**Aim of the task**
First find the line with "carrying vanity paths." in the entries below, then set down exactly every line through the line with "pub const DEFAULT_REDIRECT_STATUS: i64 = 302;", that line included.

▬▬▬▬▬▬

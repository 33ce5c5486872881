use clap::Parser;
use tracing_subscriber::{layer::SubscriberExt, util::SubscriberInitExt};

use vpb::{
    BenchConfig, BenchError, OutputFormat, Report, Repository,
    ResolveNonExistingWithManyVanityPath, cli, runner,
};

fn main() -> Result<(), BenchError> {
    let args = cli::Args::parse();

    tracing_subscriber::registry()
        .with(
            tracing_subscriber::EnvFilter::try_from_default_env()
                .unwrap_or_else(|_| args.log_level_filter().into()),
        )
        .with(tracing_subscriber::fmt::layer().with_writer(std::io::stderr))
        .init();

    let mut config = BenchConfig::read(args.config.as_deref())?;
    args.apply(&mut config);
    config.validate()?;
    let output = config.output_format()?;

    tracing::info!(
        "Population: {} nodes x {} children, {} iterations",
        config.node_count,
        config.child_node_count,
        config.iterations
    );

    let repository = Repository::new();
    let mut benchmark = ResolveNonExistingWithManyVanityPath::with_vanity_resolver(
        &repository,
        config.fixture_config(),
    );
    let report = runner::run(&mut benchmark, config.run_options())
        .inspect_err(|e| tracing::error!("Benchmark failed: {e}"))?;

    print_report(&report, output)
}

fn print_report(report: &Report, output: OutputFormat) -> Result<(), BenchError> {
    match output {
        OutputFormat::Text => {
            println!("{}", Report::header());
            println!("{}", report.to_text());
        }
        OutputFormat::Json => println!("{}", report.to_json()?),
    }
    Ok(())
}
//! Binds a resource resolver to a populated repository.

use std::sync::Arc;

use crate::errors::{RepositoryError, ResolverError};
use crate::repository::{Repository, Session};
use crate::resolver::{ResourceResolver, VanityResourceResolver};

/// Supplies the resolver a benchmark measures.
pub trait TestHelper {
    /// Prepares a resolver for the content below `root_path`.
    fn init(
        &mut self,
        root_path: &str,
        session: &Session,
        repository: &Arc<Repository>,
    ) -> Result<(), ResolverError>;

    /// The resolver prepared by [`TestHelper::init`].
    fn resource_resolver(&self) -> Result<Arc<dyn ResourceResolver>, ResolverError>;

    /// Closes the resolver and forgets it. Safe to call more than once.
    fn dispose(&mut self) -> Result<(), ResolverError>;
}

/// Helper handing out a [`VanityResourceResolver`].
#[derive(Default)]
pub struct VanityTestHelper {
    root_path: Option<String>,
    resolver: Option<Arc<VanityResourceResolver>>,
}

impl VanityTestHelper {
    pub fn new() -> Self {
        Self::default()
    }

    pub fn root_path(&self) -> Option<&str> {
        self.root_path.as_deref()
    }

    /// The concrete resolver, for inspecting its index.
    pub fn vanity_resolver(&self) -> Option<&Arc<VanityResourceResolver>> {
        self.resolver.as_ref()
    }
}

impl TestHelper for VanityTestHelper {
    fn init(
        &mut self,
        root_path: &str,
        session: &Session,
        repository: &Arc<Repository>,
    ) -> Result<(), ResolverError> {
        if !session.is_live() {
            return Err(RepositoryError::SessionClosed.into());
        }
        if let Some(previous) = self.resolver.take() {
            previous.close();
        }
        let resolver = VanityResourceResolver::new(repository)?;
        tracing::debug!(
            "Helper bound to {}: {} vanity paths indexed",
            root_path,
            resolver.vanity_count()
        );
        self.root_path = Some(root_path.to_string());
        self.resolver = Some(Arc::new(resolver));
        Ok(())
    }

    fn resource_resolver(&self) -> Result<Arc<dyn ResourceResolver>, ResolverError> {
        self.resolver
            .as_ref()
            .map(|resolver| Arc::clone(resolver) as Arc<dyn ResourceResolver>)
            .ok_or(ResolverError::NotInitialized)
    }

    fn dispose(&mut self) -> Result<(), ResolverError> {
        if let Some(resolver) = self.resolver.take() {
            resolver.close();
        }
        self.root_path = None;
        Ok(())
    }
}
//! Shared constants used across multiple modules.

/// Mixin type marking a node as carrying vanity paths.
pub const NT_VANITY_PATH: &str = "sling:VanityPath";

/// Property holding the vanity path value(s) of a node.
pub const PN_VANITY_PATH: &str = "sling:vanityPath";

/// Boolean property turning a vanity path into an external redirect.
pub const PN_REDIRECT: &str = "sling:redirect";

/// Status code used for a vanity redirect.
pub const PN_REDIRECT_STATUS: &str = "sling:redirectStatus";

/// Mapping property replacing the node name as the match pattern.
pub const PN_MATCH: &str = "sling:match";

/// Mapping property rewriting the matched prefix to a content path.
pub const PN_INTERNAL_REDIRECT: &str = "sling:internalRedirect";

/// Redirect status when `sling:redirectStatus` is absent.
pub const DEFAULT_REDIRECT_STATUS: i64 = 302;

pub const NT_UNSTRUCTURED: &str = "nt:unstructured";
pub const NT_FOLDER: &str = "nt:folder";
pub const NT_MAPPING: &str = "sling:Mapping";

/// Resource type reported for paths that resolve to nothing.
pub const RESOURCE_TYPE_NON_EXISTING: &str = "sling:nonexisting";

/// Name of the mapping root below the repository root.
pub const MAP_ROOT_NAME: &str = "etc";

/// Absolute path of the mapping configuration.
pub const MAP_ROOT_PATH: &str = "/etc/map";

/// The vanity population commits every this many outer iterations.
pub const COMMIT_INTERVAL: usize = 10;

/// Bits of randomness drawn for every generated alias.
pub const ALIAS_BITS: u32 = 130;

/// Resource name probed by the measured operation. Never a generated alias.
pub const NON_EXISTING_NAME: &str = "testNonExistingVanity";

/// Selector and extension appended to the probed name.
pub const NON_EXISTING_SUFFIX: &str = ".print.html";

▬▬▬▬▬▬

**Answer**
/// Mixin type marking a node as carrying vanity paths.
pub const NT_VANITY_PATH: &str = "sling:VanityPath";

/// Property holding the vanity path value(s) of a node.
pub const PN_VANITY_PATH: &str = "sling:vanityPath";

/// Boolean property turning a vanity path into an external redirect.
pub const PN_REDIRECT: &str = "sling:redirect";

/// Status code used for a vanity redirect.
pub const PN_REDIRECT_STATUS: &str = "sling:redirectStatus";

/// Mapping property replacing the node name as the match pattern.
pub const PN_MATCH: &str = "sling:match";

/// Mapping property rewriting the matched prefix to a content path.
pub const PN_INTERNAL_REDIRECT: &str = "sling:internalRedirect";

/// Redirect status when `sling:redirectStatus` is absent.
pub const DEFAULT_REDIRECT_STATUS: i64 = 302;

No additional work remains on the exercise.